EXERCISE =>
Down to the last line, reproduce the records exactly.

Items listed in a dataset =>

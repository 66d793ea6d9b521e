//! Per-resource transform report, written as `report.yaml`.

use std::path::Path;

use serde::{Deserialize, Serialize};

use crate::tree::{TreeError, write_atomic};

#[derive(Debug, Clone, PartialEq, Serialize, Deserialize)]
pub struct PluginFailure {
  pub plugin: String,
  pub error: String,
}

#[derive(Debug, Clone, Default, PartialEq, Serialize, Deserialize)]
#[serde(rename_all = "camelCase")]
pub struct ResourceReport {
  /// Path relative to the tree root.
  pub path: String,
  pub kind: String,
  #[serde(default, skip_serializing_if = "Option::is_none")]
  pub namespace: Option<String>,
  pub name: String,
  /// Plugins whose patches were applied, in order.
  #[serde(default)]
  pub plugins: Vec<String>,
  #[serde(default)]
  pub whiteout: bool,
  #[serde(default, skip_serializing_if = "Option::is_none")]
  pub whiteout_by: Option<String>,
  /// Optional field groups offered for this resource but not enabled.
  #[serde(default, skip_serializing_if = "Vec::is_empty")]
  pub optionals_available: Vec<String>,
  #[serde(default, skip_serializing_if = "Vec::is_empty")]
  pub errors: Vec<PluginFailure>,
}

#[derive(Debug, Clone, Default, PartialEq, Serialize, Deserialize)]
#[serde(rename_all = "camelCase")]
pub struct ReportSummary {
  pub resources: usize,
  pub transformed: usize,
  pub whiteouts: usize,
  pub plugin_errors: usize,
  /// Manifests in the input tree that could not be parsed.
  pub invalid: usize,
}

#[derive(Debug, Clone, Default, PartialEq, Serialize, Deserialize)]
#[serde(rename_all = "camelCase")]
pub struct TransformReport {
  pub summary: ReportSummary,
  /// Enabled optional field groups.
  #[serde(default, skip_serializing_if = "Vec::is_empty")]
  pub optionals: Vec<String>,
  pub resources: Vec<ResourceReport>,
  #[serde(default, skip_serializing_if = "Vec::is_empty")]
  pub invalid: Vec<PluginFailure>,
}

impl TransformReport {
  /// Sort entries by path and recompute the summary.
  pub fn finalize(&mut self) {
    self.resources.sort_by(|a, b| a.path.cmp(&b.path));
    self.summary = ReportSummary {
      resources: self.resources.len(),
      transformed: self.resources.iter().filter(|r| !r.whiteout).count(),
      whiteouts: self.resources.iter().filter(|r| r.whiteout).count(),
      plugin_errors: self.resources.iter().map(|r| r.errors.len()).sum(),
      invalid: self.invalid.len(),
    };
  }

  pub fn has_errors(&self) -> bool {
    self.summary.plugin_errors > 0 || self.summary.invalid > 0
  }

  pub fn write(&self, path: &Path) -> Result<(), TreeError> {
    let content = serde_yaml::to_string(self).map_err(|e| TreeError::Serialize {
      path: path.to_path_buf(),
      source: e,
    })?;
    write_atomic(path, content.as_bytes())
  }
}

#[cfg(test)]
mod tests {
  use super::*;

  #[test]
  fn summary_counts_entries() {
    let mut report = TransformReport {
      resources: vec![
        ResourceReport {
          path: "resources/demo/Pod-b.yaml".into(),
          whiteout: true,
          whiteout_by: Some("kubernetes".into()),
          ..Default::default()
        },
        ResourceReport {
          path: "resources/demo/ConfigMap-a.yaml".into(),
          plugins: vec!["kubernetes".into()],
          errors: vec![PluginFailure {
            plugin: "labeller".into(),
            error: "test failed".into(),
          }],
          ..Default::default()
        },
      ],
      ..Default::default()
    };
    report.finalize();

    assert_eq!(report.resources[0].path, "resources/demo/ConfigMap-a.yaml");
    assert_eq!(report.summary.resources, 2);
    assert_eq!(report.summary.whiteouts, 1);
    assert_eq!(report.summary.transformed, 1);
    assert_eq!(report.summary.plugin_errors, 1);
    assert!(report.has_errors());
  }
}
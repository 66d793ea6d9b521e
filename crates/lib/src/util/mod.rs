//! Shared utilities.

pub mod hash;
pub mod yaml;
//! Shared test helpers for CLI integration tests.

use std::path::PathBuf;

use assert_cmd::Command;
use assert_cmd::cargo::cargo_bin_cmd;
use tempfile::TempDir;

/// Isolated test environment.
///
/// Each test gets its own temporary directory holding the export and transform
/// trees, the plugin directory and the flags file.
pub struct TestEnv {
  pub temp: TempDir,
}

impl TestEnv {
  pub fn new() -> Self {
    Self {
      temp: TempDir::new().unwrap(),
    }
  }

  /// Write a file relative to the temp directory.
  pub fn write_file(&self, relative_path: &str, content: &str) -> PathBuf {
    let path = self.temp.path().join(relative_path);
    if let Some(parent) = path.parent() {
      std::fs::create_dir_all(parent).unwrap();
    }
    std::fs::write(&path, content).unwrap();
    path
  }

  pub fn read_file(&self, relative_path: &str) -> String {
    std::fs::read_to_string(self.temp.path().join(relative_path))
      .unwrap_or_else(|e| panic!("Failed to read {}: {}", relative_path, e))
  }

  pub fn exists(&self, relative_path: &str) -> bool {
    self.temp.path().join(relative_path).exists()
  }

  fn dir(&self, name: &str) -> PathBuf {
    let p = self.temp.path().join(name);
    std::fs::create_dir_all(&p).unwrap();
    dunce::canonicalize(&p).unwrap_or(p)
  }

  pub fn export_dir(&self) -> PathBuf {
    self.dir("export")
  }

  pub fn transform_dir(&self) -> PathBuf {
    self.temp.path().join("transform")
  }

  /// Plugin directory, empty unless a test installs a plugin.
  pub fn plugin_dir(&self) -> PathBuf {
    self.dir("plugins")
  }

  /// Install an executable plugin script.
  #[cfg(unix)]
  pub fn install_plugin(&self, name: &str, script: &str) {
    use std::os::unix::fs::PermissionsExt;
    let path = self.plugin_dir().join(name);
    std::fs::write(&path, script).unwrap();
    std::fs::set_permissions(&path, std::fs::Permissions::from_mode(0o755)).unwrap();
  }

  /// Get a pre-configured Command for the kubectl-migrate binary.
  ///
  /// Sets environment variables for isolated testing:
  /// - `XDG_CONFIG_HOME`/`HOME`: keep the default plugin directory inside the temp dir
  /// - `KUBECONFIG` and the in-cluster variables removed, so no test reaches a real cluster
  /// - `KUBECTL`: a binary that does not exist
  pub fn migrate_cmd(&self) -> Command {
    let mut cmd: Command = cargo_bin_cmd!("kubectl-migrate");
    cmd.env("XDG_CONFIG_HOME", self.dir("config"));
    cmd.env("HOME", self.temp.path());
    cmd.env("KUBECTL", self.temp.path().join("no-kubectl"));
    cmd.env_remove("KUBECONFIG");
    cmd.env_remove("KUBERNETES_SERVICE_HOST");
    cmd.env_remove("KUBERNETES_SERVICE_PORT");
    cmd.env_remove("RUST_LOG");
    cmd
  }
}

WRITTEN RESPONSE =>
repository 66d793ea6d9b521e
//! Per-resource transform report, written as `report.yaml`.

use std::path::Path;

use serde::{Deserialize, Serialize};

use crate::tree::{TreeError, write_atomic};

#[derive(Debug, Clone, PartialEq, Serialize, Deserialize)]
pub struct PluginFailure {
  pub plugin: String,
  pub error: String,
}

#[derive(Debug, Clone, Default, PartialEq, Serialize, Deserialize)]
#[serde(rename_all = "camelCase")]
pub struct ResourceReport {
  /// Path relative to the tree root.
  pub path: String,
  pub kind: String,
  #[serde(default, skip_serializing_if = "Option::is_none")]
  pub namespace: Option<String>,
  pub name: String,
  /// Plugins whose patches were applied, in order.
  #[serde(default)]
  pub plugins: Vec<String>,
  #[serde(default)]
  pub whiteout: bool,
  #[serde(default, skip_serializing_if = "Option::is_none")]
  pub whiteout_by: Option<String>,
  /// Optional field groups offered for this resource but not enabled.
  #[serde(default, skip_serializing_if = "Vec::is_empty")]
  pub optionals_available: Vec<String>,
  #[serde(default, skip_serializing_if = "Vec::is_empty")]
  pub errors: Vec<PluginFailure>,
}

#[derive(Debug, Clone, Default, PartialEq, Serialize, Deserialize)]
#[serde(rename_all = "camelCase")]
pub struct ReportSummary {
  pub resources: usize,
  pub transformed: usize,
  pub whiteouts: usize,
  pub plugin_errors: usize,
  /// Manifests in the input tree that could not be parsed.
  pub invalid: usize,
}

#[derive(Debug, Clone, Default, PartialEq, Serialize, Deserialize)]
#[serde(rename_all = "camelCase")]
pub struct TransformReport {
  pub summary: ReportSummary,
  /// Enabled optional field groups.
  #[serde(default, skip_serializing_if = "Vec::is_empty")]
  pub optionals: Vec<String>,
  pub resources: Vec<ResourceReport>,
  #[serde(default, skip_serializing_if = "Vec::is_empty")]
  pub invalid: Vec<PluginFailure>,
}

impl TransformReport {
  /// Sort entries by path and recompute the summary.
  pub fn finalize(&mut self) {
    self.resources.sort_by(|a, b| a.path.cmp(&b.path));
    self.summary = ReportSummary {
      resources: self.resources.len(),
      transformed: self.resources.iter().filter(|r| !r.whiteout).count(),
      whiteouts: self.resources.iter().filter(|r| r.whiteout).count(),
      plugin_errors: self.resources.iter().map(|r| r.errors.len()).sum(),
      invalid: self.invalid.len(),
    };
  }

  pub fn has_errors(&self) -> bool {
    self.summary.plugin_errors > 0 || self.summary.invalid > 0
  }

  pub fn write(&self, path: &Path) -> Result<(), TreeError> {
    let content = serde_yaml::to_string(self).map_err(|e| TreeError::Serialize {
      path: path.to_path_buf(),
      source: e,
    })?;
    write_atomic(path, content.as_bytes())
  }
}

#[cfg(test)]
mod tests {
  use super::*;

  #[test]
  fn summary_counts_entries() {
    let mut report = TransformReport {
      resources: vec![
        ResourceReport {
          path: "resources/demo/Pod-b.yaml".into(),
          whiteout: true,
          whiteout_by: Some("kubernetes".into()),
          ..Default::default()
        },
        ResourceReport {
          path: "resources/demo/ConfigMap-a.yaml".into(),
          plugins: vec!["kubernetes".into()],
          errors: vec![PluginFailure {
            plugin: "labeller".into(),
            error: "test failed".into(),
          }],
          ..Default::default()
        },
      ],
      ..Default::default()
    };
    report.finalize();

    assert_eq!(report.resources[0].path, "resources/demo/ConfigMap-a.yaml");
    assert_eq!(report.summary.resources, 2);
    assert_eq!(report.summary.whiteouts, 1);
    assert_eq!(report.summary.transformed, 1);
    assert_eq!(report.summary.plugin_errors, 1);
    assert!(report.has_errors());
  }
}
repository 66d793ea6d9b521e
filename crates/lib/src/util/mod.rs
//! Shared utilities.

pub mod hash;
pub mod yaml;
//! Shared test helpers for CLI integration tests.

use std::path::PathBuf;

use assert_cmd::Command;
use assert_cmd::cargo::cargo_bin_cmd;
use tempfile::TempDir;

/// Isolated test environment.
///
/// Each test gets its own temporary directory holding the export and transform
/// trees, the plugin directory and the flags file.
pub struct TestEnv {
  pub temp: TempDir,
}

impl TestEnv {
  pub fn new() -> Self {
    Self {
      temp: TempDir::new().unwrap(),
    }
  }

  /// Write a file relative to the temp directory.
  pub fn write_file(&self, relative_path: &str, content: &str) -> PathBuf {
    let path = self.temp.path().join(relative_path);
    if let Some(parent) = path.parent() {
      std::fs::create_dir_all(parent).unwrap();
    }
    std::fs::write(&path, content).unwrap();
    path
  }

  pub fn read_file(&self, relative_path: &str) -> String {
    std::fs::read_to_string(self.temp.path().join(relative_path))
      .unwrap_or_else(|e| panic!("Failed to read {}: {}", relative_path, e))
  }

  pub fn exists(&self, relative_path: &str) -> bool {
    self.temp.path().join(relative_path).exists()
  }

  fn dir(&self, name: &str) -> PathBuf {
    let p = self.temp.path().join(name);
    std::fs::create_dir_all(&p).unwrap();
    dunce::canonicalize(&p).unwrap_or(p)
  }

  pub fn export_dir(&self) -> PathBuf {
    self.dir("export")
  }

  pub fn transform_dir(&self) -> PathBuf {
    self.temp.path().join("transform")
  }

  /// Plugin directory, empty unless a test installs a plugin.
  pub fn plugin_dir(&self) -> PathBuf {
    self.dir("plugins")
  }

  /// Install an executable plugin script.
  #[cfg(unix)]
  pub fn install_plugin(&self, name: &str, script: &str) {
    use std::os::unix::fs::PermissionsExt;
    let path = self.plugin_dir().join(name);
    std::fs::write(&path, script).unwrap();
    std::fs::set_permissions(&path, std::fs::Permissions::from_mode(0o755)).unwrap();
  }

  /// Get a pre-configured Command for the kubectl-migrate binary.
  ///
  /// Sets environment variables for isolated testing:
  /// - `XDG_CONFIG_HOME`/`HOME`: keep the default plugin directory inside the temp dir
  /// - `KUBECONFIG` and the in-cluster variables removed, so no test reaches a real cluster
  /// - `KUBECTL`: a binary that does not exist
  pub fn migrate_cmd(&self) -> Command {
    let mut cmd: Command = cargo_bin_cmd!("kubectl-migrate");
    cmd.env("XDG_CONFIG_HOME", self.dir("config"));
    cmd.env("HOME", self.temp.path());
    cmd.env("KUBECTL", self.temp.path().join("no-kubectl"));
    cmd.env_remove("KUBECONFIG");
    cmd.env_remove("KUBERNETES_SERVICE_HOST");
    cmd.env_remove("KUBERNETES_SERVICE_PORT");
    cmd.env_remove("RUST_LOG");
    cmd
  }
}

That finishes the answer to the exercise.